The Coalition for a Drug-Free Hawaii, which often offers an opposing view to the Drug Policy Forum of Hawaii, agrees something must be done to lower drug-related incarceration rates.
“We need more of a comprehensive approach — not just decriminalizing (personal drug use), but public education,” said Alan Shinn, the coalition’s executive director.
Ultimately, the resolution to study decriminalization is flawed, Shinn said, noting the Portugal model is not a panacea, and that Portugal’s economy has suffered because of its decriminalization policy.
“One of the problems is paying for it; you have to give them treatment,” Shinn said. “I think they’re running into problems with their budget.”
While there is no harm in studying decriminalization, a broader approach and other models should be looked at — not just Portugal’s, Shinn said.

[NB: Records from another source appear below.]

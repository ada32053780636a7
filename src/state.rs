use std::collections::BTreeSet;
use std::path::Path;
use std::sync::Arc;

use crate::color::GenreColors;
use crate::config::DashboardConfig;
use crate::data::analysis::{budget_vs_revenue, rating_histogram, HistogramBin};
use crate::data::cache::DatasetCache;
use crate::data::filter::{run_query, Query, QueryResult, YearRange};
use crate::data::loader::LoadError;
use crate::data::model::MovieDataset;

// ---------------------------------------------------------------------------
// Application state
// ---------------------------------------------------------------------------

/// Which view the central panel shows.
#[derive(Debug, Clone, Copy, PartialEq, Eq, Default)]
pub enum View {
    #[default]
    Table,
    Charts,
}

/// The full UI state, independent of rendering.
#[derive(Default)]
pub struct AppState {
    pub config: DashboardConfig,

    /// Build-once store for the cleaned dataset.
    pub cache: DatasetCache,

    /// Loaded dataset (None until a file loads).
    pub dataset: Option<Arc<MovieDataset>>,

    /// Selected year range (inclusive).
    pub years: (i32, i32),

    /// Selected genres; empty means no genre filter.
    pub selected_genres: BTreeSet<String>,

    /// Result of the current selection (cached).
    pub result: QueryResult,

    /// Chart series derived from `result`.
    pub rating_bins: Vec<HistogramBin>,
    pub budget_points: Vec<[f64; 2]>,

    pub colors: Option<GenreColors>,

    pub view: View,

    /// Status / error message shown in the UI.
    pub status_message: Option<String>,
}

impl AppState {
    pub fn new(config: DashboardConfig) -> Self {
        Self {
            config,
            ..Self::default()
        }
    }

    /// Load (or reuse) the dataset at `path` and reset the selection.
    pub fn open(&mut self, path: &Path) -> Result<(), LoadError> {
        let dataset = self.cache.load(path)?;
        log::info!(
            "Loaded {} movies from {} ({} genres)",
            dataset.len(),
            path.display(),
            dataset.genres.len()
        );
        self.set_dataset(dataset);
        Ok(())
    }

    /// Ingest a cleaned dataset, initialise the selection and colours.
    pub fn set_dataset(&mut self, dataset: Arc<MovieDataset>) {
        let (min, max) = dataset.year_bounds().unwrap_or(self.config.default_years);
        self.years = self.config.initial_years(min, max);

        self.selected_genres = self
            .config
            .default_genres
            .iter()
            .filter(|g| dataset.genres.binary_search(g).is_ok())
            .cloned()
            .collect();

        self.colors = Some(GenreColors::new(&dataset.genres));
        self.status_message = (dataset.report.rows_dropped() > 0)
            .then(|| format!("Cleaning: {}", dataset.report));
        self.dataset = Some(dataset);
        self.refilter();
    }

    /// Recompute the query result after a selection change.
    pub fn refilter(&mut self) {
        let Some(ds) = &self.dataset else {
            return;
        };
        let (lo, hi) = self.years;
        let range = match YearRange::new(lo, hi) {
            Ok(range) => range,
            Err(e) => {
                log::warn!("{e}");
                self.result = QueryResult::default();
                return;
            }
        };
        let query = Query::new(range, self.selected_genres.clone()).with_top_n(self.config.top_n);
        self.result = run_query(ds, &query);
        self.rating_bins = rating_histogram(
            ds,
            &self.result.matches,
            self.config.min_votes,
            self.config.rating_bins,
        );
        self.budget_points =
            budget_vs_revenue(ds, &self.result.matches, self.config.scatter_min_amount);
    }

    /// Move one end of the year range, dragging the other along if needed.
    pub fn set_years(&mut self, lo: i32, hi: i32) {
        self.years = if lo <= hi { (lo, hi) } else { (hi, lo) };
        self.refilter();
    }

    /// Toggle a single genre in the selection.
    pub fn toggle_genre(&mut self, genre: &str) {
        if !self.selected_genres.remove(genre) {
            self.selected_genres.insert(genre.to_string());
        }
        self.refilter();
    }

    /// Clear the genre selection (no genre filter).
    pub fn select_none(&mut self) {
        self.selected_genres.clear();
        self.refilter();
    }
}

#[cfg(test)]
mod tests {
    use super::*;
    use crate::data::model::{test_movie, CleaningReport};

    fn state() -> AppState {
        let movies = vec![
            test_movie(1, "2005-01-01", "Action", 7.0),
            test_movie(2, "1999-01-01", "Comedy", 8.0),
            test_movie(3, "2008-01-01", "Drama", 6.0),
        ];
        let ds = MovieDataset::from_movies(movies, CleaningReport::default(), String::new());
        let mut state = AppState::new(DashboardConfig::default());
        state.set_dataset(Arc::new(ds));
        state
    }

    #[test]
    fn test_defaults_applied_on_load() {
        let state = state();
        assert_eq!(state.years, (2000, 2008));
        let expected: BTreeSet<String> = ["Action", "Comedy"].iter().map(|s| s.to_string()).collect();
        assert_eq!(state.selected_genres, expected);
        assert_eq!(state.result.matches, vec![0]);
    }

    #[test]
    fn test_empty_dataset_with_reversed_default_years() {
        let config = DashboardConfig {
            default_years: (2010, 2000),
            ..DashboardConfig::default()
        };
        let mut state = AppState::new(config);
        let empty = MovieDataset::from_movies(Vec::new(), CleaningReport::default(), String::new());
        state.set_dataset(Arc::new(empty));

        assert_eq!(state.years, (2000, 2010));
        assert!(state.selected_genres.is_empty());
        assert!(state.result.is_empty());
    }

    #[test]
    fn test_selection_changes_requery() {
        let mut state = state();
        state.select_none();
        assert_eq!(state.result.matches, vec![0, 2]);

        state.toggle_genre("Drama");
        assert_eq!(state.result.matches, vec![2]);
        state.toggle_genre("Drama");
        assert_eq!(state.result.matches, vec![0, 2]);

        state.set_years(2008, 1990);
        assert_eq!(state.years, (1990, 2008));
        assert_eq!(state.result.matches, vec![0, 1, 2]);
        assert_eq!(state.result.per_year, vec![(1999, 1), (2005, 1), (2008, 1)]);
    }
}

Keohokalole said he will be researching other models for decriminalization during the interim. But he believes that Portugal’s model is significant because it has been in place for 15 years. Drug usage rates there have gone down, and the rate of overdose and drug-related sexually transmitted diseases also has decreased.
Applying such a model in Hawaii would have huge implications on the state’s administrative and judicial systems.
Already, the Legislative Reference Bureau, in testimony on HCR 127, pointed out that Hawaii law does not define “possession for personal use.” Acting LRB Director Charlotte Carter-Yamauchi said in written testimony that, “while the threshold amounts in the Hawaii Revised Statutes for possession may, by inference, make that distinction for charging purposes, that distinction may not apply for public health policy purposes.”
The LRB also noted that Hawaii, as a state within the United States, faces the concurrent drug enforcement jurisdiction of not only state law, but federal law as well. The U.S. Department of Justice announced in 2013 that it would allow states to legally regulate the production, distribution and sale of marijuana, but it’s unclear how decriminalizing personal use of other illicit drugs would work under federal law.
The intent is to study a drug policy that might counter the ill effects of the war on drugs, supporters contend, not a measure that seeks to rubber-stamp drug use.
And the message to Hawaii’s youth doesn’t change: “We don’t stop saying drugs are bad,” Keohokalole said.